The House believes that gambling on sporting events could bring in an estimated $50 million in revenue each year that would go toward businesses like restaurants, education, and lower-income families that have been severely affected by the Coronavirus Pandemic.

Massachusetts Colleges Not On Board With House Bill

Multiple colleges in Massachusetts came together to sign a letter that they all agreed upon prior to submitting it to lawmakers in the Commonwealth.

Presidents from Boston College, Boston University, Harvard University, Holy Cross, Merrimack College, Northeastern University, and the University of Massachusetts all signed their names to the letter urging the Massachusetts Legislature to rethink any idea of adding collegiate sports to the sports betting menu should the pastime become legal in the Bay State.

“We recognize that during the current difficult economic climate, the Legislature desires to develop new sources of revenue, including sports wagering,” states the letter by the colleges. “But like other states, Massachusetts can gain those benefits without legalizing college sports betting. Such a limitation is necessary to safeguard the longstanding distinctive role and contribution of student-athletes as well as to preserve the integrity of intercollegiate athletics in the Commonwealth.”

Making sports betting legal in Massachusetts is being considered now more than ever for the purposes of funding. The Commonwealth needs new revenue streams to begin to rebuild from the monumental damage the outbreak of COVID-19 has caused.

While the colleges are aware of this, they still believe that making college wagers legal would be detrimental to their institutions.
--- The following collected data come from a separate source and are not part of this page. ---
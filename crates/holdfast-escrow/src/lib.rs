//! # holdfast-escrow
//!
//! **Escrow Plane**: orders, per-item holds, and the state machine that
//! moves each hold to `Released` or `Refunded` exactly once.
//!
//! ## Pipeline
//!
//! ```text
//! Checkout ──▶ OrderStore (Unfunded) ──pay──▶ Holding ──▶ EscrowMachine
//!                                                           │ claim (CAS)
//!                                                           ▼
//!                                              WalletAccessor::credit (ledger)
//! ```
//!
//! The order store persists intent and status. Money only moves through
//! the ledger crate.

pub mod checkout;
pub mod collaborators;
pub mod eligibility;
pub mod machine;
pub mod order_store;

pub use checkout::{Checkout, OrderLine, order_code};
pub use collaborators::{
    ComplaintGate, ComplaintVerdict, InMemoryComplaintBoard, InMemoryShopDirectory, Shop,
    ShopDirectory,
};
pub use eligibility::{BlockReason, Eligibility, evaluate};
pub use machine::{EscrowMachine, ReconcileReport, Settlement};
pub use order_store::{InMemoryOrderStore, OrderStore};
//! # holdfast-disbursement
//!
//! **Disbursement Plane**: the periodic process that releases elapsed holds,
//! the manual single-item trigger, and the read-side views admin tooling
//! uses to watch both.
//!
//! Correctness never depends on a process-local flag. Every transition goes
//! through the per-item claim in [`holdfast_escrow::EscrowMachine`], so any
//! number of schedulers and triggers may run at once.

pub mod query;
pub mod scheduler;
pub mod trigger;

pub use query::{DisbursementQuery, DisbursementStats, HoldView};
pub use scheduler::{DisbursementScheduler, SchedulerHandle, SchedulerStatus, TickReport};
pub use trigger::{ManualTrigger, TriggerMode, TriggerOutcome};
The letter reads that legalization could harm the integrity of programs at the schools and that colleges do not have the time or money to oversee that no wrongdoing occurs during their sporting events.

They also feel that the temptation may be too great for both students and athletes of the schools that could lead to addictive behaviors along with other mental health issues.

They also mentioned concerns over the financial stability of students being hindered as well as the integrity of games being greatly affected which is the problem that took top billing of each one mentioned within the document.

“Student-athletes could be persuaded that agreeing to limit scoring or committing an ‘unforced’ error would not really matter,” the letter reads. “But doing so clearly harms personal and institutional values, has no place in college sports, and, as history shows, often leads to more corrupt and unethical actions.”

What’s Next?

The House bill is the only one that not only mentions making sports betting legal in Massachusetts but allows for both college and professional wagers. Eilers & Krejcik Gaming, a research firm, concluded that if the Commonwealth prohibits collegiate betting that it would downsize how lucrative the industry could be by 25%.

This would change the yearly revenue to $37.5 million rather than $50 million as the current estimates show.

Sports betting in Massachusetts is a hot topic at the moment and could very well become legal in 2020 with a 2021 launch if it does. However, the Massachusetts Legislature still has plenty of variables to iron out before any final decisions can be made.

The letter from the colleges in the Commonwealth will definitely be taken into consideration.

Even though no wagers would be allowed on college players, only their games as a whole if collegiate sports matchups were open for bets, colleges do not believe that’s enough and want a total ban.

Only time will tell as to whether sports wagering in the Bay State will become legal and if college sports will be part of the industry should it be. Luckily, the extension made to the legislative session will allow ample time to weigh all issues on the subject.